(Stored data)
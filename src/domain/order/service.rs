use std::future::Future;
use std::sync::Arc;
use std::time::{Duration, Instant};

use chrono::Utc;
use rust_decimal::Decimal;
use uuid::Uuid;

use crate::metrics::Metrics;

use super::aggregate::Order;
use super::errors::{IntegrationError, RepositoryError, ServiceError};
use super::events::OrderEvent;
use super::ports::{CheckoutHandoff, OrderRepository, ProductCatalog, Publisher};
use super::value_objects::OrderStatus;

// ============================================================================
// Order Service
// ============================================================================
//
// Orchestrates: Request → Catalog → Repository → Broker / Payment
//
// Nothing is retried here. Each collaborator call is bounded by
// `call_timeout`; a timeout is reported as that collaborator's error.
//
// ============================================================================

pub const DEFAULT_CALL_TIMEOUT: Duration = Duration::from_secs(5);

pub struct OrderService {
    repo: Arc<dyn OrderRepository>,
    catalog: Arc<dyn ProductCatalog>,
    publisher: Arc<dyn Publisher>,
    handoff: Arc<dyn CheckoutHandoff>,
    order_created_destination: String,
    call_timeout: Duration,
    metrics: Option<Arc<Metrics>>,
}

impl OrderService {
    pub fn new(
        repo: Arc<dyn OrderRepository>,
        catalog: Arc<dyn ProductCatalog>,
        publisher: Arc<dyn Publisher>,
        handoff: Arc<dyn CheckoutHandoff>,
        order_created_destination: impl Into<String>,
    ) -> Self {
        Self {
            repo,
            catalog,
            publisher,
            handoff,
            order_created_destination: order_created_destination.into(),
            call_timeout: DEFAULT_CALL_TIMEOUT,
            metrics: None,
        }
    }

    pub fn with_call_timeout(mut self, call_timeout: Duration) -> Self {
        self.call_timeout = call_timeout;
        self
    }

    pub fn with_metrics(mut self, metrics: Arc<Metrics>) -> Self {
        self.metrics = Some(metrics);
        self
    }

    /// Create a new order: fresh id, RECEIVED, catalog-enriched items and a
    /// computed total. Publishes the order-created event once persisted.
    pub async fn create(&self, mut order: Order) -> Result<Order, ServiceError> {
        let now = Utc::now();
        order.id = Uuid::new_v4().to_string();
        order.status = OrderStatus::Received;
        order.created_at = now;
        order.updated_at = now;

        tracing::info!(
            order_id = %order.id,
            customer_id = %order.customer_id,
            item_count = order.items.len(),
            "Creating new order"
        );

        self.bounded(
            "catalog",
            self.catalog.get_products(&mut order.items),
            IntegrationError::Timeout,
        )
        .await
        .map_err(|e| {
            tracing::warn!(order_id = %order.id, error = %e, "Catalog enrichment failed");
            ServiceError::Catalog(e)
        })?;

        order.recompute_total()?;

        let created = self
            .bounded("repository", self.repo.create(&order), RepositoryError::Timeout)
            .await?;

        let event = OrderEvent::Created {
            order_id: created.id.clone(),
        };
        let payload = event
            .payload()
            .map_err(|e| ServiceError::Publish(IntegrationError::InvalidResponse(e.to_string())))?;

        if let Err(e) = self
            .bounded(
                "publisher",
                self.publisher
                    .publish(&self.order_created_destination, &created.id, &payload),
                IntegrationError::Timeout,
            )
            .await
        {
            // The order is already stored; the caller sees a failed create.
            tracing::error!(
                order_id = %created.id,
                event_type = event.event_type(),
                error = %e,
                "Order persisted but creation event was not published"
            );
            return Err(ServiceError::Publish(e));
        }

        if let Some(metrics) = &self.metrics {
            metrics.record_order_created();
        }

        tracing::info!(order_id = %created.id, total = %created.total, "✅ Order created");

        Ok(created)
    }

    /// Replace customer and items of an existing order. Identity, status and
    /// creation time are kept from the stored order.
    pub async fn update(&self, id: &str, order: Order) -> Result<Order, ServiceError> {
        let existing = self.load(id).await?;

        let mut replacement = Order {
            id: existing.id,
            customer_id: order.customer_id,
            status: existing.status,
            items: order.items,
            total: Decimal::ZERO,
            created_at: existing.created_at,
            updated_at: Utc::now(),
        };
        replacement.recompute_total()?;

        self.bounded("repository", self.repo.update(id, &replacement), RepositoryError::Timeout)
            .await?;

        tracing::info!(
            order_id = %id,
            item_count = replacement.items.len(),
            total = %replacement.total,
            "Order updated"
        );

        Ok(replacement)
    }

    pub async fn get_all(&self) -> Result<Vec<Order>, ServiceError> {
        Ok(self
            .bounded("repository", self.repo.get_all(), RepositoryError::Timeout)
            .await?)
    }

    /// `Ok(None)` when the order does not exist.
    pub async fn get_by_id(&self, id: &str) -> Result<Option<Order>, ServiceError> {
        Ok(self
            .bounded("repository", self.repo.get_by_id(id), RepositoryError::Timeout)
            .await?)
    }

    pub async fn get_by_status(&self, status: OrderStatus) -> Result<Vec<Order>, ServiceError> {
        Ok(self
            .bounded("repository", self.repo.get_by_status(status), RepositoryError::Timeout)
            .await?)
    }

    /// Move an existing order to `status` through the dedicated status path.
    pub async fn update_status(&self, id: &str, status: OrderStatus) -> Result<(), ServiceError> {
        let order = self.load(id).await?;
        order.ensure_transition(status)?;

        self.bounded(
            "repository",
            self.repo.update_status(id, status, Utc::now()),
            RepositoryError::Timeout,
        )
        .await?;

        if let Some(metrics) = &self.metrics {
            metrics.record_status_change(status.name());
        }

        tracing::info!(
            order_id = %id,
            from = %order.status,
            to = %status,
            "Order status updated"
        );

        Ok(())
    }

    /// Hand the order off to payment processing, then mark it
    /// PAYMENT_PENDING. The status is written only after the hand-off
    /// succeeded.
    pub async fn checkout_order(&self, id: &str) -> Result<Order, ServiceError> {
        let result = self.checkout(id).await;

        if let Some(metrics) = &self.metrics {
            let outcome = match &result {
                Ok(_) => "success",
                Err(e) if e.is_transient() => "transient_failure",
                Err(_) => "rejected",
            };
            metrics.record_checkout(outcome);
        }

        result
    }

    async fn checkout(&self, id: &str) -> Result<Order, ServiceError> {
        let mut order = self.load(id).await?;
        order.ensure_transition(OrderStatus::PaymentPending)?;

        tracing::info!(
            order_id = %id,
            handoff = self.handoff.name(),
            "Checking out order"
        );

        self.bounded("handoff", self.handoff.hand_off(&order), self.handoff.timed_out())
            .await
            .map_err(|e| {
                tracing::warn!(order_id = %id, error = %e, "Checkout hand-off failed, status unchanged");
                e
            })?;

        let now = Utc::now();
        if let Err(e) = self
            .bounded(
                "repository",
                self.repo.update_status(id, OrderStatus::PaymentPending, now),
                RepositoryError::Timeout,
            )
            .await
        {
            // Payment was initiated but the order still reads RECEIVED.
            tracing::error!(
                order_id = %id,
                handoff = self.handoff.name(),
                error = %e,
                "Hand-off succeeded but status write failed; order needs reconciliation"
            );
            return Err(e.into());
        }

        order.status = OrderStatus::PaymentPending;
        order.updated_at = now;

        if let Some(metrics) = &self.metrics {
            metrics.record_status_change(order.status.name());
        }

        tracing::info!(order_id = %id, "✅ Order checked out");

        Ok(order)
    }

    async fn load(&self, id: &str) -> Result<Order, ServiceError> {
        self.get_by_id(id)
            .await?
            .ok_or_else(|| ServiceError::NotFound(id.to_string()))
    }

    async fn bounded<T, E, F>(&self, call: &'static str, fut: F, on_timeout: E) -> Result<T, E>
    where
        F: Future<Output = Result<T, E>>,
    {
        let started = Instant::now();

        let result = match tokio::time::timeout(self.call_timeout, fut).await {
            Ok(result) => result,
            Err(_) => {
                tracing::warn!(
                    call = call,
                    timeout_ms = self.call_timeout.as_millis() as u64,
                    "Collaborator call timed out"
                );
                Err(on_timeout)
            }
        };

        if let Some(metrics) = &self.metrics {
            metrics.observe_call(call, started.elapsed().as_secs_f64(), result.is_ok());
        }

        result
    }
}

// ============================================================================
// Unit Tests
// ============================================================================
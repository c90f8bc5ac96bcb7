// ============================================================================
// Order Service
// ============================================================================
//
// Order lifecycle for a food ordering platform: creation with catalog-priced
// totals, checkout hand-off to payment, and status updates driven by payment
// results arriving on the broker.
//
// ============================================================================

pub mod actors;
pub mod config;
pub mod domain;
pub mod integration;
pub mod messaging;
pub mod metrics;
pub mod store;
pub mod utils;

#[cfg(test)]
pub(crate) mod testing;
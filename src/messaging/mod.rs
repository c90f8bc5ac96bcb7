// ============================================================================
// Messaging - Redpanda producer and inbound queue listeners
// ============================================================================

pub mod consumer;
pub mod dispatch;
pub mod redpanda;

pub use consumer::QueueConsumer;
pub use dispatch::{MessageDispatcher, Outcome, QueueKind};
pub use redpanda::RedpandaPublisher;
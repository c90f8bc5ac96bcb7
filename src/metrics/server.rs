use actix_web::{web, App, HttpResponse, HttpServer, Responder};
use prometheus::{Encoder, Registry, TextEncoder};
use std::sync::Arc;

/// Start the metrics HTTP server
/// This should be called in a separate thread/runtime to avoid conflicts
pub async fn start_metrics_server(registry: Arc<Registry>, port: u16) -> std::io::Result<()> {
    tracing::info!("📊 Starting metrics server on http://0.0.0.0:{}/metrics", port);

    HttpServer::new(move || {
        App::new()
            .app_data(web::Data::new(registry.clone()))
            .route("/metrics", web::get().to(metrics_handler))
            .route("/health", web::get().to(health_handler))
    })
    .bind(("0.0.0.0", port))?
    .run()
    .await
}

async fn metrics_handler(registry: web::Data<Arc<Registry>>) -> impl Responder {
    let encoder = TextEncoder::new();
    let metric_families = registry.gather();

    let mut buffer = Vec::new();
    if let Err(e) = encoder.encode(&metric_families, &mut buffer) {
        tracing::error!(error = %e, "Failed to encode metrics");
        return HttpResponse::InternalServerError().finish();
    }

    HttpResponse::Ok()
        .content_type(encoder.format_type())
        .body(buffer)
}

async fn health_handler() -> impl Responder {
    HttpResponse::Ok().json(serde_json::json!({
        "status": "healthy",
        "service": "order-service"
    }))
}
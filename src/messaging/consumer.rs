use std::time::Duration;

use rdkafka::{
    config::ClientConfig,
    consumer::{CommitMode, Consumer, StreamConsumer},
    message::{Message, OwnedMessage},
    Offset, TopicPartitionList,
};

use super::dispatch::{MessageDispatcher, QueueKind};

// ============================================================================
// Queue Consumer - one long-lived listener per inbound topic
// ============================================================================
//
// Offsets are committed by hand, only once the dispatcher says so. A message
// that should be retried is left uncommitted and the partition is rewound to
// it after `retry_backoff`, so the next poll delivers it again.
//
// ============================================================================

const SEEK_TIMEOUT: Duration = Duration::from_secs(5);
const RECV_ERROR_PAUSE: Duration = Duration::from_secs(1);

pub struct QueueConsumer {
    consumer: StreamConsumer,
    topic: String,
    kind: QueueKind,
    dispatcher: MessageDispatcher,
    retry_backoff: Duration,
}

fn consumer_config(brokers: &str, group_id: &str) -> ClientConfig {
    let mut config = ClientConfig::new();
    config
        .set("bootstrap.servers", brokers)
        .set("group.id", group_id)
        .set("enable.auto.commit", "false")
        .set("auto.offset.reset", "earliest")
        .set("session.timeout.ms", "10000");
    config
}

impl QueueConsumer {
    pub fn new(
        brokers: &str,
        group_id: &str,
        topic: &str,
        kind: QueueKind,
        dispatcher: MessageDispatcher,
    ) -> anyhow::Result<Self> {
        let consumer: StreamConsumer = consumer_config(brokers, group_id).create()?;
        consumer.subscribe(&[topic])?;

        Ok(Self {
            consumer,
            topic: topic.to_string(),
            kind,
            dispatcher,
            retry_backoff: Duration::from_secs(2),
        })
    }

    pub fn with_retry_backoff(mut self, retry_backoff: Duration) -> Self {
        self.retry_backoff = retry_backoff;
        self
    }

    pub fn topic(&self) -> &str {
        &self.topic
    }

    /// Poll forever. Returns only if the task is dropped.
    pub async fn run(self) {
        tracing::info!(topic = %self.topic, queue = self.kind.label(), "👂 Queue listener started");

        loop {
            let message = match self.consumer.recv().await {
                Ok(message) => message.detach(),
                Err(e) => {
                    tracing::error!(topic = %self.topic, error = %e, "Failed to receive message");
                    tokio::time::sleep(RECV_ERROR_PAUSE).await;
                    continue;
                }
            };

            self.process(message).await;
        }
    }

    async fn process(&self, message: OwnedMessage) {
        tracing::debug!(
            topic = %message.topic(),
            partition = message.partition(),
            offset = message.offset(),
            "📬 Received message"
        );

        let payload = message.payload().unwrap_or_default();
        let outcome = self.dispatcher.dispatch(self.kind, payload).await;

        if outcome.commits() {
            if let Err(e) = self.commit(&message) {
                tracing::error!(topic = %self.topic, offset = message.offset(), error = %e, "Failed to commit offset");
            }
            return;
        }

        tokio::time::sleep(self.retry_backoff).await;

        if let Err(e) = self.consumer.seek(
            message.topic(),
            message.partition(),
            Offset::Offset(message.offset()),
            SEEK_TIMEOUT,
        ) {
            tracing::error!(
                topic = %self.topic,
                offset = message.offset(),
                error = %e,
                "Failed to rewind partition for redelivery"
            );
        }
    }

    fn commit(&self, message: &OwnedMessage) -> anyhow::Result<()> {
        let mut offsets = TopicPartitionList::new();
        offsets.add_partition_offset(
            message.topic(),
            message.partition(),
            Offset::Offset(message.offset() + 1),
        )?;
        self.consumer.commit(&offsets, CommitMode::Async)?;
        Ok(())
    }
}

» **What the exercise asks**: Copy out every line in the records where the word "Future" is found.

» **Output for this exercise**:
use std::future::Future;
        F: Future<Output = Result<T, E>>,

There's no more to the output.